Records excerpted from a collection

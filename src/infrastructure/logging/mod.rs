//! Logging infrastructure
//!
//! Structured logging using tracing and tracing-subscriber:
//! - JSON or pretty formatting on stderr
//! - Secret scrubbing for displayed configuration values

pub mod logger;
pub mod secret_scrubbing;

pub use logger::init;
pub use secret_scrubbing::{SecretScrubber, REDACTED};
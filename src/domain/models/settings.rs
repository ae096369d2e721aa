use serde::{Deserialize, Serialize};

/// Settings for the `addon-config` front end.
#[derive(Debug, Clone, Default, PartialEq, Eq, Serialize, Deserialize)]
#[serde(rename_all = "snake_case")]
pub struct Settings {
    /// Logging configuration
    #[serde(default)]
    pub logging: LoggingConfig,

    /// Resolver behaviour switches
    #[serde(default)]
    pub resolver: ResolverSettings,
}

/// Logging configuration
#[derive(Debug, Clone, PartialEq, Eq, Serialize, Deserialize)]
#[serde(rename_all = "snake_case")]
pub struct LoggingConfig {
    /// Log level: trace, debug, info, warn, error
    #[serde(default = "default_log_level")]
    pub level: String,

    /// Log format: json or pretty
    #[serde(default)]
    pub format: LogFormat,
}

/// Log output format.
#[derive(Debug, Clone, Copy, Default, PartialEq, Eq, Serialize, Deserialize)]
#[serde(rename_all = "lowercase")]
pub enum LogFormat {
    /// One JSON object per event
    Json,
    /// Human-oriented multi-line output
    #[default]
    Pretty,
}

fn default_log_level() -> String {
    "warn".to_string()
}

impl Default for LoggingConfig {
    fn default() -> Self {
        Self {
            level: default_log_level(),
            format: LogFormat::default(),
        }
    }
}

/// Switches that alter resolution.
#[derive(Debug, Clone, Default, PartialEq, Eq, Serialize, Deserialize)]
#[serde(rename_all = "snake_case")]
pub struct ResolverSettings {
    /// Read the Postmark relay host from `POSTMARK_SMTP_SERVER` instead of
    /// writing the variable's name. Off by default.
    #[serde(default)]
    pub postmark_server_from_env: bool,
}
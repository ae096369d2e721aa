use std::collections::BTreeMap;

/// Immutable capture of environment variables taken at resolution time.
///
/// The resolver never reads the process environment itself; callers capture a
/// snapshot with [`EnvironmentSnapshot::from_process`] or build one from pairs.
///
/// # Examples
///
/// ```
/// use addon_config::EnvironmentSnapshot;
///
/// let env: EnvironmentSnapshot = [("REDIS_URL", "redis://localhost:6379")]
///     .into_iter()
///     .collect();
///
/// assert!(env.contains("REDIS_URL"));
/// assert_eq!(env.get("DATABASE_URL"), None);
/// ```
#[derive(Debug, Clone, Default, PartialEq, Eq)]
pub struct EnvironmentSnapshot {
    vars: BTreeMap<String, String>,
}

impl EnvironmentSnapshot {
    /// Create an empty snapshot.
    pub fn new() -> Self {
        Self::default()
    }

    /// Capture the current process environment.
    ///
    /// Variables whose name or value is not valid Unicode are skipped.
    pub fn from_process() -> Self {
        std::env::vars_os()
            .filter_map(|(name, value)| Some((name.into_string().ok()?, value.into_string().ok()?)))
            .collect()
    }

    /// Value of `name`, if the variable is present (possibly empty).
    pub fn get(&self, name: &str) -> Option<&str> {
        self.vars.get(name).map(String::as_str)
    }

    /// Value of `name`, only if present and non-empty.
    pub fn get_non_empty(&self, name: &str) -> Option<&str> {
        self.get(name).filter(|value| !value.is_empty())
    }

    /// Whether `name` is present, regardless of its value.
    pub fn contains(&self, name: &str) -> bool {
        self.vars.contains_key(name)
    }

    /// Number of captured variables.
    pub fn len(&self) -> usize {
        self.vars.len()
    }

    /// Whether the snapshot holds no variables.
    pub fn is_empty(&self) -> bool {
        self.vars.is_empty()
    }
}

impl<K, V> FromIterator<(K, V)> for EnvironmentSnapshot
where
    K: Into<String>,
    V: Into<String>,
{
    fn from_iter<I: IntoIterator<Item = (K, V)>>(iter: I) -> Self {
        Self {
            vars: iter
                .into_iter()
                .map(|(k, v)| (k.into(), v.into()))
                .collect(),
        }
    }
}
//! Domain layer for addon-config
//!
//! Add-on detection rules, configuration values, and the store port.

pub mod models;
pub mod ports;
//! Port trait definitions (Hexagonal Architecture)
//!
//! - ConfigStore: the application-owned configuration mapping the resolver writes into

pub mod config_store;

pub use config_store::ConfigStore;
//! Infrastructure layer module
//!
//! - Settings management
//! - Logging infrastructure

pub mod config;
pub mod logging;
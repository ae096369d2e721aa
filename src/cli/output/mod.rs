//! Output formatting utilities for the CLI.

pub mod table;

pub use table::TableFormatter;

use serde::Serialize;

/// A command result that can render for humans or as JSON
pub trait CommandOutput: Serialize {
    /// Human-readable rendering
    fn to_human(&self) -> String;
    /// Machine-readable rendering
    fn to_json(&self) -> serde_json::Value;
}

/// Print a command result to stdout
pub fn output<T: CommandOutput>(result: &T, json_mode: bool) {
    if json_mode {
        println!("{}", serde_json::to_string_pretty(&result.to_json()).unwrap_or_default());
    } else {
        println!("{}", result.to_human());
    }
}
//! Service layer: configuration resolution

pub mod config_resolver;

pub use config_resolver::{ConfigResolver, ResolutionSummary};
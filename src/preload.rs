use crate::error::AppError;
use governor::clock::{Clock, DefaultClock};
use governor::state::{InMemoryState, NotKeyed};
use governor::{Quota, RateLimiter};
use rayon::prelude::*;
use std::collections::HashSet;
use std::fs;
use std::io;
use std::num::NonZeroU32;
use std::thread;
use std::time::Duration;
use tracing::{debug, warn};

const IMAGE_TIMEOUT_SECS: u64 = 10;

/// Fetches a single image so later display is instant.
pub trait ImageLoader: Sync {
    fn load(&self, url: &str) -> Result<(), AppError>;
}

/// Loads `http(s)` URLs over the network and everything else from disk.
pub struct AssetLoader {
    agent: ureq::Agent,
    rate_limiter: RateLimiter<NotKeyed, InMemoryState, DefaultClock>,
    clock: DefaultClock,
}

impl AssetLoader {
    pub fn new(loads_per_second: u32) -> Self {
        let per_second = NonZeroU32::new(loads_per_second).unwrap_or(NonZeroU32::MIN);
        let agent = ureq::AgentBuilder::new()
            .timeout(Duration::from_secs(IMAGE_TIMEOUT_SECS))
            .build();
        AssetLoader {
            agent,
            rate_limiter: RateLimiter::direct(Quota::per_second(per_second)),
            clock: DefaultClock::default(),
        }
    }

    fn wait_for_slot(&self) {
        while let Err(not_until) = self.rate_limiter.check() {
            thread::sleep(not_until.wait_time_from(self.clock.now()));
        }
    }

    fn fetch_remote(&self, url: &str) -> Result<(), AppError> {
        self.wait_for_slot();
        let response = self.agent.get(url).call().map_err(|e| AppError::ImageLoad {
            url: url.to_string(),
            reason: e.to_string(),
        })?;
        io::copy(&mut response.into_reader(), &mut io::sink()).map_err(|e| {
            AppError::ImageLoad {
                url: url.to_string(),
                reason: e.to_string(),
            }
        })?;
        Ok(())
    }
}

impl ImageLoader for AssetLoader {
    fn load(&self, url: &str) -> Result<(), AppError> {
        if url.starts_with("http://") || url.starts_with("https://") {
            self.fetch_remote(url)
        } else {
            fs::read(url).map(|_| ()).map_err(|e| AppError::ImageLoad {
                url: url.to_string(),
                reason: e.to_string(),
            })
        }
    }
}

#[derive(Debug, Default, Clone, PartialEq, Eq)]
pub struct PreloadReport {
    /// Loads issued for this page.
    pub requested: usize,
    /// URLs whose load failed. They still count as preloaded.
    pub failed: Vec<String>,
}

/// Image URLs already requested during this session.
#[derive(Debug, Default)]
pub struct PreloadSet {
    loaded: HashSet<String>,
}

impl PreloadSet {
    pub fn new() -> Self {
        Self::default()
    }

    pub fn contains(&self, url: &str) -> bool {
        self.loaded.contains(url)
    }

    pub fn len(&self) -> usize {
        self.loaded.len()
    }

    pub fn is_empty(&self) -> bool {
        self.loaded.is_empty()
    }

    /// Distinct URLs from `urls` that have not been requested yet.
    pub fn pending<'a>(&self, urls: impl IntoIterator<Item = &'a str>) -> Vec<String> {
        let mut pending: Vec<String> = Vec::new();
        for url in urls {
            if !self.loaded.contains(url) && !pending.iter().any(|p| p == url) {
                pending.push(url.to_string());
            }
        }
        pending
    }

    /// Loads every new URL concurrently and returns once all of them have
    /// settled.
    pub fn preload<'a, L>(&mut self, urls: impl IntoIterator<Item = &'a str>, loader: &L) -> PreloadReport
    where
        L: ImageLoader + ?Sized,
    {
        let pending = self.pending(urls);
        if pending.is_empty() {
            return PreloadReport::default();
        }
        debug!(count = pending.len(), "preloading images");

        let results: Vec<(String, Result<(), AppError>)> = pending
            .into_par_iter()
            .map(|url| {
                let result = loader.load(&url);
                (url, result)
            })
            .collect();

        let mut report = PreloadReport {
            requested: results.len(),
            failed: Vec::new(),
        };
        for (url, result) in results {
            if let Err(e) = result {
                warn!("{}", e);
                report.failed.push(url.clone());
            }
            self.loaded.insert(url);
        }
        report
    }
}

#[cfg(test)]
mod tests {
    use super::*;
    use std::sync::Mutex;

    #[derive(Default)]
    struct RecordingLoader {
        seen: Mutex<Vec<String>>,
    }

    impl ImageLoader for RecordingLoader {
        fn load(&self, url: &str) -> Result<(), AppError> {
            self.seen.lock().unwrap().push(url.to_string());
            if url.contains("broken") {
                return Err(AppError::ImageLoad {
                    url: url.to_string(),
                    reason: "404".to_string(),
                });
            }
            Ok(())
        }
    }

    #[test]
    fn never_reloads_a_known_url() {
        let loader = RecordingLoader::default();
        let mut set = PreloadSet::new();

        let first = set.preload(["a.png", "b.png", "a.png"], &loader);
        assert_eq!(first.requested, 2);

        let second = set.preload(["b.png", "c.png"], &loader);
        assert_eq!(second.requested, 1);

        let mut seen = loader.seen.lock().unwrap().clone();
        seen.sort();
        assert_eq!(seen, ["a.png", "b.png", "c.png"]);
        assert_eq!(set.len(), 3);
    }

    #[test]
    fn failures_are_reported_but_not_retried() {
        let loader = RecordingLoader::default();
        let mut set = PreloadSet::new();

        let report = set.preload(["ok.png", "broken.png"], &loader);
        assert_eq!(report.requested, 2);
        assert_eq!(report.failed, ["broken.png"]);
        assert!(set.contains("broken.png"));

        let again = set.preload(["broken.png"], &loader);
        assert_eq!(again, PreloadReport::default());
    }

    #[test]
    fn missing_local_file_is_a_load_error() {
        let loader = AssetLoader::new(5);
        let err = loader.load("./definitely/not/here.png").unwrap_err();
        assert!(matches!(err, AppError::ImageLoad { .. }));
    }
}
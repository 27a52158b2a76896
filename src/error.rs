use thiserror::Error;

#[derive(Error, Debug)]
pub enum AppError {
    /// Message returned by the backend, shown to the user as-is.
    #[error("{0}")]
    ApiError(String),

    #[error("HTTP error: {0}")]
    HttpError(String),

    #[error("JSON parsing error: {0}")]
    JsonError(String),

    #[error("Configuration error: {0}")]
    ConfigError(String),

    #[error("Failed to load image {url}: {reason}")]
    ImageLoad { url: String, reason: String },

    #[error("Session error: {0}")]
    SessionError(String),

    #[error("Search for a summoner before loading more matches")]
    NoActiveSearch,

    #[error("A request is already in progress")]
    Busy,
}
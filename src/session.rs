use crate::error::AppError;
use crate::region::Region;
use chrono::{DateTime, Duration, Utc};
use serde::{Deserialize, Serialize};
use std::fs;
use std::io;
use std::path::{Path, PathBuf};
use tracing::warn;

/// A saved search outlives one run of the tool, but not a day's break.
const SESSION_HOURS: i64 = 12;

#[derive(Debug, Clone, PartialEq, Eq, Serialize, Deserialize)]
pub struct LastSearch {
    pub term: String,
    pub region: Region,
    pub searched_at: DateTime<Utc>,
}

impl LastSearch {
    pub fn is_expired(&self, now: DateTime<Utc>) -> bool {
        now.signed_duration_since(self.searched_at) > Duration::hours(SESSION_HOURS)
    }
}

/// Holds the last searched summoner, optionally backed by a file.
#[derive(Debug, Default)]
pub struct Session {
    path: Option<PathBuf>,
    last: Option<LastSearch>,
}

impl Session {
    pub fn in_memory() -> Self {
        Self::default()
    }

    pub fn default_path() -> PathBuf {
        dirs::home_dir()
            .unwrap_or_else(|| PathBuf::from("."))
            .join(".league_finder")
            .join("session.json")
    }

    /// A missing or corrupt file starts an empty session that the next
    /// search overwrites. Any other read failure is an error.
    pub fn open(path: impl Into<PathBuf>) -> Result<Self, AppError> {
        let path = path.into();
        let last = match fs::read_to_string(&path) {
            Ok(content) => match serde_json::from_str::<LastSearch>(&content) {
                Ok(saved) => (!saved.is_expired(Utc::now())).then_some(saved),
                Err(e) => {
                    warn!("ignoring corrupt session {}: {}", path.display(), e);
                    None
                }
            },
            // No session yet
            Err(e) if e.kind() == io::ErrorKind::NotFound => None,
            Err(e) => {
                return Err(AppError::SessionError(format!(
                    "Failed to read {}: {}",
                    path.display(),
                    e
                )))
            }
        };
        Ok(Session {
            path: Some(path),
            last,
        })
    }

    pub fn path(&self) -> Option<&Path> {
        self.path.as_deref()
    }

    pub fn last_search(&self) -> Option<&LastSearch> {
        self.last.as_ref()
    }

    pub fn remember(&mut self, term: &str, region: Region) -> Result<(), AppError> {
        let entry = LastSearch {
            term: term.to_string(),
            region,
            searched_at: Utc::now(),
        };
        self.last = Some(entry);
        self.save()
    }

    fn save(&self) -> Result<(), AppError> {
        let (Some(path), Some(last)) = (&self.path, &self.last) else {
            return Ok(());
        };
        if let Some(dir) = path.parent() {
            fs::create_dir_all(dir).map_err(|e| {
                AppError::SessionError(format!("Failed to create {}: {}", dir.display(), e))
            })?;
        }
        let json = serde_json::to_string_pretty(last).map_err(|e| {
            AppError::SessionError(format!("Failed to serialize session: {}", e))
        })?;
        fs::write(path, json)
            .map_err(|e| AppError::SessionError(format!("Failed to write session: {}", e)))
    }
}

- [What to work on]
Proceeding from the line containing "during this session." through the line containing "impl ImageLoader for RecordingLoader", transcribe the lines above exactly, both end lines included.

- [Worked solution]
/// Image URLs already requested during this session.
#[derive(Debug, Default)]
pub struct PreloadSet {
    loaded: HashSet<String>,
}

impl PreloadSet {
    pub fn new() -> Self {
        Self::default()
    }

    pub fn contains(&self, url: &str) -> bool {
        self.loaded.contains(url)
    }

    pub fn len(&self) -> usize {
        self.loaded.len()
    }

    pub fn is_empty(&self) -> bool {
        self.loaded.is_empty()
    }

    /// Distinct URLs from `urls` that have not been requested yet.
    pub fn pending<'a>(&self, urls: impl IntoIterator<Item = &'a str>) -> Vec<String> {
        let mut pending: Vec<String> = Vec::new();
        for url in urls {
            if !self.loaded.contains(url) && !pending.iter().any(|p| p == url) {
                pending.push(url.to_string());
            }
        }
        pending
    }

    /// Loads every new URL concurrently and returns once all of them have
    /// settled.
    pub fn preload<'a, L>(&mut self, urls: impl IntoIterator<Item = &'a str>, loader: &L) -> PreloadReport
    where
        L: ImageLoader + ?Sized,
    {
        let pending = self.pending(urls);
        if pending.is_empty() {
            return PreloadReport::default();
        }
        debug!(count = pending.len(), "preloading images");

        let results: Vec<(String, Result<(), AppError>)> = pending
            .into_par_iter()
            .map(|url| {
                let result = loader.load(&url);
                (url, result)
            })
            .collect();

        let mut report = PreloadReport {
            requested: results.len(),
            failed: Vec::new(),
        };
        for (url, result) in results {
            if let Err(e) = result {
                warn!("{}", e);
                report.failed.push(url.clone());
            }
            self.loaded.insert(url);
        }
        report
    }
}

#[cfg(test)]
mod tests {
    use super::*;
    use std::sync::Mutex;

    #[derive(Default)]
    struct RecordingLoader {
        seen: Mutex<Vec<String>>,
    }

    impl ImageLoader for RecordingLoader {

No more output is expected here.